Related articles |
---|
Atomicity block alexili@ms.kyrnet.kg (2004-02-01) |
Re: Atomicity block lcargill@worldnet.att.net (Les Cargill) (2004-02-04) |
Re: Atomicity block K.Hagan@thermoteknix.co.uk (Ken Hagan) (2004-02-12) |
Re: Atomicity block lcargill@worldnet.att.net (Les Cargill) (2004-02-13) |
Language design, was Re: Atomicity block joachim.durchholz@web.de (Joachim Durchholz) (2004-02-26) |
From: | Joachim Durchholz <joachim.durchholz@web.de> |
Newsgroups: | comp.distributed,comp.programming,comp.compilers |
Date: | 26 Feb 2004 01:03:18 -0500 |
Organization: | Oberberg Online Infosysteme |
References: | 04-02-022 04-02-047 04-02-100 04-02-125 |
Keywords: | design |
Posted-Date: | 26 Feb 2004 01:03:18 EST |
John (our esteemed comp.compilers moderator) wrote:
> [The last interestingly innovative language was Simula in 1967, but
> that hasn't kept people from inventing new ones. -John]
Not entirely true. I see two new developments that postdate Simula:
1. Various constructs for initiating and controlling parallelism. (Given
Dijstra's talent for the unexpected and that Dijkstra published papers
on the issue as late as 1968, I assume that there were new ideas after
1967 *g*. Unfortunately, the various search machines that I tried were
too busy to check for sure.)
2. Simula had no multiple inheritance. Since Simula was the initial OO
language, I don't think there was another one.

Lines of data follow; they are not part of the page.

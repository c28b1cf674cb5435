//! Statement import command

use std::fs::File;
use std::path::Path;

use anyhow::{Context, Result};
use tracing::debug;
use tally_core::{
    extract::{ExtractionBackend, ExtractionClient, StatementMedia},
    import::{import_csv, import_statement},
    models::ImportSummary,
};

use super::open_db;

pub async fn cmd_import(db_path: &Path, file: &Path, account_name: &str) -> Result<()> {
    let db = open_db(db_path)?;
    let account_id = db.upsert_account(account_name)?;

    println!("📥 Importing {} into '{}'...", file.display(), account_name);

    let extension = file
        .extension()
        .and_then(|e| e.to_str())
        .map(|e| e.to_lowercase())
        .unwrap_or_default();
    debug!(extension = %extension, "selecting import path");

    let summary = match extension.as_str() {
        "csv" => {
            let csv_file = File::open(file)
                .with_context(|| format!("Failed to open file: {}", file.display()))?;
            import_csv(&db, account_id, csv_file)?
        }
        "png" | "jpg" | "jpeg" | "webp" => {
            import_extracted(&db, account_id, file, StatementMedia::Image).await?
        }
        "txt" | "text" => import_extracted(&db, account_id, file, StatementMedia::Text).await?,
        other => anyhow::bail!(
            "Unsupported statement type '.{}' (expected csv, png, jpg, jpeg, webp, or txt)",
            other
        ),
    };

    print_summary(&summary);
    Ok(())
}

/// Run an image or text statement through the extraction backend
async fn import_extracted(
    db: &tally_core::db::Database,
    account_id: i64,
    file: &Path,
    media: StatementMedia,
) -> Result<ImportSummary> {
    let extractor = ExtractionClient::from_env().ok_or_else(|| {
        anyhow::anyhow!(
            "No extraction backend configured.\n\
             Set OLLAMA_HOST (and optionally OLLAMA_MODEL) to import images or text."
        )
    })?;

    println!(
        "   🤖 Extracting via {} ({})",
        extractor.model(),
        extractor.host()
    );

    let data = std::fs::read(file)
        .with_context(|| format!("Failed to read file: {}", file.display()))?;

    let summary = import_statement(db, account_id, &data, media, &extractor)
        .await
        .context("Statement extraction failed; nothing was imported")?;
    Ok(summary)
}

fn print_summary(summary: &ImportSummary) {
    println!("✅ Import complete!");
    println!("   Rows:      {}", summary.total);
    println!("   Imported:  {}", summary.imported);
    println!("   Skipped (duplicates): {}", summary.duplicates);
}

3. There have been lots of advances in the area of combining various
forms of polymorphism and static typing.
4. There is a lot of innovation in the area of *integrating* paradigms.
As an example, take a look at:
Peter van Roy, Seif Haridi: Concepts, Techniques, and Models of
Computer Programming
A draft is available on http://www.info.ucl.ac.be/people/PVR/book.html
(it will go away shortly).
Well, at least that's what would be interestingly innovative for *me* -
YMMV :-)
Regards,
Jo
--
Currently looking for a new job.
Return to the
comp.compilers page.
Search the
comp.compilers archives again.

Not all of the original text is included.